Rates of microbial reduction of O2, Fe3+, Mn4+, NO3−, and SO42−, and total generation of CO2 and CH4 were measured in the hypolimnia of three Canadian Shield lakes. Methanogenesis accounted for 72–80% of anoxic carbon generation, while sulfate reduction contributed 16–20%. The remainder of anoxic carbon generation (2–8%) originated from all of the other processes combined (nitrate, iron, and manganese reduction).In lakes affected by acid deposition, inputs of sulfate and nitrate will increase, and it is expected that reducing power normally going to methane production will be diverted to nitrate and sulfate reduction. The last two reduction reactions can result in alkalinity production, whereas methane production does not. A model was developed to predict the significance of hypolimnetic alkalinity production which could result from these reactions in lakes with known hypolimnetic reducing power (methane production). The model showed that the hypolimnia of two ELA lakes which have been made eutrophic artificially could potentially produce enough persistent alkalinity to neutralize “typical” acid deposition, while a lake that was not eutrophic could not.

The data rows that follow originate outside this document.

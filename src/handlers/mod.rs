//! Handler chain (C8) and standard handlers (C9).
//!
//! A chain is an ordered sequence of handlers; the first to return an
//! error terminates the chain and that error propagates to the session.

pub mod header_merge;
pub mod imap_deliver;
pub mod message_id;
pub mod received;
pub mod relay;
pub mod spamcheck;
pub mod spf;

use async_trait::async_trait;

use crate::reply::Reply;
use crate::state::SessionState;

/// An error raised by a handler. `reply` carries the SMTP status this
/// error should surface as; `None` means "not reply-bearing", which the
/// chain runner maps to `451`.
#[derive(Debug)]
pub struct HandlerError {
    pub reply: Option<Reply>,
    pub message: String,
}

impl HandlerError {
    pub fn with_reply(reply: Reply, message: impl Into<String>) -> Self {
        HandlerError {
            reply: Some(reply),
            message: message.into(),
        }
    }

    pub fn internal(message: impl Into<String>) -> Self {
        HandlerError {
            reply: None,
            message: message.into(),
        }
    }

    /// The chain's unknown-errors-map-to-451 rule.
    pub fn into_reply(self) -> Reply {
        self.reply.unwrap_or_else(Reply::requested_action_aborted)
    }
}

impl std::fmt::Display for HandlerError {
    fn fmt(&self, f: &mut std::fmt::Formatter<'_>) -> std::fmt::Result {
        write!(f, "{}", self.message)
    }
}

impl std::error::Error for HandlerError {}

#[async_trait]
pub trait Handler: Send + Sync {
    /// A short name used in logs.
    fn name(&self) -> &str;

    async fn handle(&self, state: &mut SessionState) -> Result<(), HandlerError>;
}

/// An ordered, stateless-except-for-config sequence of handlers run once
/// per accepted message.
pub struct HandlerChain {
    handlers: Vec<Box<dyn Handler>>,
}

impl HandlerChain {
    pub fn new(handlers: Vec<Box<dyn Handler>>) -> Self {
        HandlerChain { handlers }
    }

    /// Runs the chain, stopping at the first error.
    pub async fn run(&self, state: &mut SessionState) -> Result<(), HandlerError> {
        for handler in &self.handlers {
            handler.handle(state).await.map_err(|e| {
                log::error!("handler {} failed: {}", handler.name(), e.message);
                e
            })?;
        }
        Ok(())
    }
}

#[cfg(test)]
mod tests {
    use super::*;
    use std::net::IpAddr;

    struct Ok1;
    #[async_trait]
    impl Handler for Ok1 {
        fn name(&self) -> &str {
            "ok1"
        }
        async fn handle(&self, state: &mut SessionState) -> Result<(), HandlerError> {
            state.envelope.headers.push(("X-Ok1".to_string(), "yes".to_string()));
            Ok(())
        }
    }

    struct Fails;
    #[async_trait]
    impl Handler for Fails {
        fn name(&self) -> &str {
            "fails"
        }
        async fn handle(&self, _state: &mut SessionState) -> Result<(), HandlerError> {
            Err(HandlerError::with_reply(Reply::mailbox_not_available(), "no such mailbox"))
        }
    }

    struct NeverRuns;
    #[async_trait]
    impl Handler for NeverRuns {
        fn name(&self) -> &str {
            "never-runs"
        }
        async fn handle(&self, state: &mut SessionState) -> Result<(), HandlerError> {
            state.envelope.headers.push(("X-Should-Not-Run".to_string(), "".to_string()));
            Ok(())
        }
    }

    fn state() -> SessionState {
        SessionState::new("127.0.0.1".parse::<IpAddr>().unwrap())
    }

    #[tokio::test]
    async fn chain_runs_all_handlers_on_success() {
        let chain = HandlerChain::new(vec![Box::new(Ok1), Box::new(Ok1)]);
        let mut s = state();
        chain.run(&mut s).await.unwrap();
        assert_eq!(s.envelope.headers.len(), 2);
    }

    #[tokio::test]
    async fn chain_stops_at_first_error() {
        let chain = HandlerChain::new(vec![Box::new(Ok1), Box::new(Fails), Box::new(NeverRuns)]);
        let mut s = state();
        let err = chain.run(&mut s).await.unwrap_err();
        assert_eq!(err.into_reply().status(), 550);
        assert_eq!(s.envelope.headers.len(), 1);
    }
}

Besides trophic state, other factors important in determining a lake’s capability for hypolimnetic alkalinity production were watershed area: surface area ratio, the watershed retentions of H+, SO42−, NO3−, and NH4+, and the degree of precipitation of FeS in the sediment.

Kelly, C. A., Rudd, J. W. M., Cook, R. B., & Schindler, D. W. (1982). The potential importance of bacterial processes in regulating rate of lake acidification1,2. Limnology and Oceanography, 27(5), 868–882. Portico.